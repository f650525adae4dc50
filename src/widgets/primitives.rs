//! Low-level drawing helpers shared across widgets.
//!
//! # Icon Buttons
//!
//! Round HUD buttons are a [`BTN_SIZE`] disc with a centered image on top.
//! The disc color carries its own alpha; the image opacity is independent, so
//! a fading badge can sit on a fixed backdrop.

use crate::assets::AssetId;
use crate::colors::Rgba;
use crate::config::BTN_SIZE;
use crate::scene::{DrawOp, ImageOp, Layer, Paint, PointF, RectF, Scene, Stroke, TextAlign, TextOp};

/// Bounding box of a circle.
#[inline]
pub fn circle_rect(center: PointF, radius: f32) -> RectF {
    RectF::centered(center, radius * 2.0, radius * 2.0)
}

/// Disc plus centered image; a fully transparent backdrop is skipped.
pub fn draw_icon(scene: &mut Scene, layer: Layer, id: AssetId, center: PointF, bg: Rgba, opacity: f32) {
    if !bg.is_transparent() {
        scene.push(layer, DrawOp::Ellipse {
            rect: circle_rect(center, BTN_SIZE as f32 / 2.0),
            fill: Some(Paint::Solid(bg)),
            stroke: None,
        });
    }
    scene.push(layer, DrawOp::Image(ImageOp { opacity: opacity.clamp(0.0, 1.0), ..ImageOp::new(id, center) }));
}

/// Single run of text.
pub fn draw_text(scene: &mut Scene, layer: Layer, text: &str, anchor: PointF, size: f32, color: Rgba, align: TextAlign) {
    if text.is_empty() || color.is_transparent() {
        return;
    }
    scene.push(layer, DrawOp::Text(TextOp::new(text, anchor, size, color, align)));
}

/// Filled polygon, skipped when it cannot enclose any area.
pub fn fill_polygon(scene: &mut Scene, layer: Layer, points: &[PointF], paint: Paint) {
    if points.len() < 3 {
        return;
    }
    scene.push(layer, DrawOp::Polygon { rings: vec![points.to_vec()], paint });
}

/// Plain stroked circle.
pub fn stroke_circle(scene: &mut Scene, layer: Layer, center: PointF, radius: f32, fill: Option<Rgba>, stroke: Stroke) {
    scene.push(layer, DrawOp::Ellipse { rect: circle_rect(center, radius), fill: fill.map(Paint::Solid), stroke: Some(stroke) });
}

#[cfg(test)]
mod tests {
    use super::*;
    use crate::colors::{TRANSPARENT, black};

    #[test]
    fn test_icon_with_backdrop() {
        let mut scene = Scene::new(100, 100);
        draw_icon(&mut scene, Layer::EngageButton, AssetId::Wheel(0), PointF::new(50.0, 50.0), black(166), 1.0);
        assert_eq!(scene.len(), 2, "Disc then image");
        assert!(matches!(scene.items()[0].op, DrawOp::Ellipse { .. }));
    }

    #[test]
    fn test_icon_transparent_backdrop_skipped() {
        let mut scene = Scene::new(100, 100);
        draw_icon(&mut scene, Layer::Personality, AssetId::Wheel(0), PointF::new(50.0, 50.0), TRANSPARENT, 1.5);
        assert_eq!(scene.len(), 1);
        let img = scene.images(Layer::Personality).next().expect("image pushed");
        assert!((img.opacity - 1.0).abs() < f32::EPSILON, "Opacity clamped");
    }

    #[test]
    fn test_degenerate_polygon_skipped() {
        let mut scene = Scene::new(10, 10);
        fill_polygon(&mut scene, Layer::Road, &[PointF::new(0.0, 0.0), PointF::new(1.0, 1.0)], Paint::Solid(black(255)));
        assert!(scene.is_empty());
    }
}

........

- _TASK DESCRIPTION_: Scan the records above for the word "black". Show each line in which it appears.

- _ANSWER FOR THIS EXERCISE_:
    use crate::colors::{TRANSPARENT, black};
        draw_icon(&mut scene, Layer::EngageButton, AssetId::Wheel(0), PointF::new(50.0, 50.0), black(166), 1.0);
        fill_polygon(&mut scene, Layer::Road, &[PointF::new(0.0, 0.0), PointF::new(1.0, 1.0)], Paint::Solid(black(255)));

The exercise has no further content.